Various approaches have been developed to synthesize pH-responsive MSN-based nanocarriers for drug delivery. A supramolecular system with pH-responsive nanovalves annexed to the surface of MSN was developed (Angelos et al. 2008; Zhao et al. 2010; Meng et al. 2010). Martinez-Manez illustrated a mesoporous material embodying functional moieties of polyalcohol and boronic acid groups, which enabled “open-close” of the system by restraining pH (Aznar et al. 2009).
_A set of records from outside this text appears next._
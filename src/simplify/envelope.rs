//! Wrapping assembled roots, metadata and the style table into a design.

use std::collections::{BTreeMap, HashSet};

use crate::figma::api_types::{
    FigmaComponent, FigmaComponentSet, FigmaFile, FigmaNodeWrapper, FigmaNodesResponse,
};
use crate::types::{ComponentMeta, SimplifiedDesign, SimplifiedNode, StyleCategory, StyleId};

use super::vars::GlobalVarTable;
use super::SimplifyError;

/// File-level metadata copied into the design.
#[derive(Debug, Clone, Default)]
pub struct DesignMetadata {
    pub name: String,
    pub last_modified: Option<String>,
    pub version: Option<String>,
    pub thumbnail_url: Option<String>,
}

/// Everything a design carries besides its nodes and styles.
#[derive(Debug, Clone, Default)]
pub struct DesignEnvelope {
    pub metadata: DesignMetadata,
    pub components: BTreeMap<String, ComponentMeta>,
    pub component_sets: BTreeMap<String, ComponentMeta>,
}

fn component_meta(id: &str, c: &FigmaComponent) -> ComponentMeta {
    ComponentMeta {
        id: id.to_string(),
        key: c.key.clone(),
        name: c.name.clone(),
        description: c.description.clone(),
        component_set_id: c.component_set_id.clone(),
    }
}

fn component_set_meta(id: &str, c: &FigmaComponentSet) -> ComponentMeta {
    ComponentMeta {
        id: id.to_string(),
        key: c.key.clone(),
        name: c.name.clone(),
        description: c.description.clone(),
        component_set_id: None,
    }
}

impl DesignEnvelope {
    pub fn from_file(file: &FigmaFile) -> Self {
        Self {
            metadata: DesignMetadata {
                name: file.name.clone(),
                last_modified: file.last_modified.clone(),
                version: file.version.clone(),
                thumbnail_url: file.thumbnail_url.clone(),
            },
            components: file
                .components
                .iter()
                .map(|(id, c)| (id.clone(), component_meta(id, c)))
                .collect(),
            component_sets: file
                .component_sets
                .iter()
                .map(|(id, c)| (id.clone(), component_set_meta(id, c)))
                .collect(),
        }
    }

    /// Metadata from a nodes response; components are merged across the
    /// requested entries only.
    pub fn from_nodes(response: &FigmaNodesResponse, requested: &[&FigmaNodeWrapper]) -> Self {
        let mut envelope = Self {
            metadata: DesignMetadata {
                name: response.name.clone(),
                last_modified: response.last_modified.clone(),
                version: response.version.clone(),
                thumbnail_url: response.thumbnail_url.clone(),
            },
            ..Default::default()
        };
        for wrapper in requested {
            for (id, c) in &wrapper.components {
                envelope
                    .components
                    .insert(id.clone(), component_meta(id, c));
            }
            for (id, c) in &wrapper.component_sets {
                envelope
                    .component_sets
                    .insert(id.clone(), component_set_meta(id, c));
            }
        }
        envelope
    }

    /// Produce the final design. The table is taken as-is; the result is
    /// verified before it is returned.
    pub fn build(
        self,
        nodes: Vec<SimplifiedNode>,
        table: GlobalVarTable,
    ) -> Result<SimplifiedDesign, SimplifyError> {
        let design = SimplifiedDesign {
            name: self.metadata.name,
            last_modified: self.metadata.last_modified,
            version: self.metadata.version,
            thumbnail_url: self.metadata.thumbnail_url,
            nodes,
            components: self.components,
            component_sets: self.component_sets,
            global_vars: table.into_global_vars(),
        };

        verify_integrity(&design)?;

        if log::log_enabled!(log::Level::Debug) {
            let per_category: Vec<String> = StyleCategory::ALL
                .iter()
                .map(|c| format!("{c}={}", design.global_vars.count_category(*c)))
                .collect();
            log::debug!(
                "simplified '{}': {} nodes, {} styles ({})",
                design.name,
                design.iter_nodes().count(),
                design.global_vars.len(),
                per_category.join(", ")
            );
        }
        Ok(design)
    }
}

/// Check that every referenced style exists, every style is referenced, and
/// no two styles of a category are equal.
pub fn verify_integrity(design: &SimplifiedDesign) -> Result<(), SimplifyError> {
    let refs: Vec<&StyleId> = design
        .iter_nodes()
        .flat_map(SimplifiedNode::style_refs)
        .collect();

    for id in &refs {
        if !design.global_vars.contains(id) {
            return Err(SimplifyError::Integrity(format!(
                "node references unknown style {id}"
            )));
        }
    }

    let referenced: HashSet<&str> = refs.iter().map(|id| id.as_str()).collect();
    let mut seen = HashSet::new();
    for (id, style) in design.global_vars.iter() {
        if !referenced.contains(id.as_str()) {
            return Err(SimplifyError::Integrity(format!(
                "style {id} is not referenced by any node"
            )));
        }
        let key = (style.category(), GlobalVarTable::fingerprint(style)?);
        if !seen.insert(key) {
            return Err(SimplifyError::Integrity(format!(
                "style {id} duplicates an earlier entry"
            )));
        }
    }
    Ok(())
}
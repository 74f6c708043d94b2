mod simplify;

pub use simplify::run_simplify;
Yang et al. notified a smart pH-responsive drug carrier founded on carboxylic acid modified SBA-15 silica rods (Yang et al. 2005). Poly(acrylic acid) and poly(methacrylic acid) chains were additionally spliced onto the surface of MSN to serve as pH sensitive gatekeeper (Hong et al. 2009; Gao et al. 2009). In addition, Sun et al. (2010) affixed poly(2-diethylaminoethyl methacry-late) (PDEAEMA) shells onto the exterior surface of MSN via surface-initiated atom transfer radical polymerization (ATRP) to whip up a novel nanodevice with MSN cores as drug carriers and pH-responsive PDEAEMA shells as smart nanovalves.
Herein, we report smart pH-responsive carrier system (~MSN), based on interaction between carboxylic group of hollow mesoporous silica nanoparticles (CmMSN) and poly(2-diethylamino ethyl methacrylate) (PDEA), for the storage and smart release of drug molecules from pH sensitive orifice of the mesopores (Fig. 1).
Schematic representation of pH-responsive hollow mesoporous silica nanoparticles. The pH-controlled system is based on the interaction between negative carboxylic acid modified hollow mesoporous silica nanoparticles (CmMSN) with Polycations (PDEA)
Experimental section
Material
The entire chemical used in the study was of analytical grade. Cetyl trimethyl ammonium bromide (CTAB), Tetra ethyl orthosilicate (TEOS), and Poly(lactide-co-glycolides) (PLGA) were purchased from Scientific supplier (Gwalior, India). Doxorubicin in the form of its hydrochloride salt (DOX) was obtained from R.P.G. Life Sciences limited (Maharashtra, India). The entire reagents were used as purchased without further purification. Water used in the experiment was purified by Milli-Q system to a resistivity of 18.2 mΩ.cm.
Preparation of hollow mesoporous silica nanoparticles
Initially, the Poly(lactide co-glycolides) (PLGA) nanospheres were prepared by conventional emulsification/solvent evaporation method (Park et al. 2003). The size of nanospheres is controlled by changing the molar ratio of PLGA, potassium persulfate (KPS), and CTAB. Hollow mesoporous silica nanoparticles (~MSN) were prepared using PLGA nanospheres as the core template and CTAB as structure-directing agent (Jiao et al. 2012). Briefly, 0.57 g of synthesized nanospheres having average diameter of 84 nm were dispersed uniformly in a mixed solution of ethanol (20 mL) and deionized water (50 mL). 10 mL of deionized water containing 0.3 g of CTAB was added. The mixture was stirred quickly for 30 min at 40 °C. Finally, 0.85 mL of aqueous ammonia solution (25 wt%) and 1.16 mL of tetraethyoxysilane (TEOS) were successively added to the above mixture. The reaction was carried out for 24 h. After several washing with water and ethanol, the products were refluxed in the ethanol solution of NH4NO3 (10 mg/mL) at 80 °C for 3 h to remove the surfactant (CTAB). The synthesized product was centrifuged and washed with ethanol three times and dried under vacuum (Yamato Vacuum Drying Oven, ADP200/300) at 150 °C for 3 h.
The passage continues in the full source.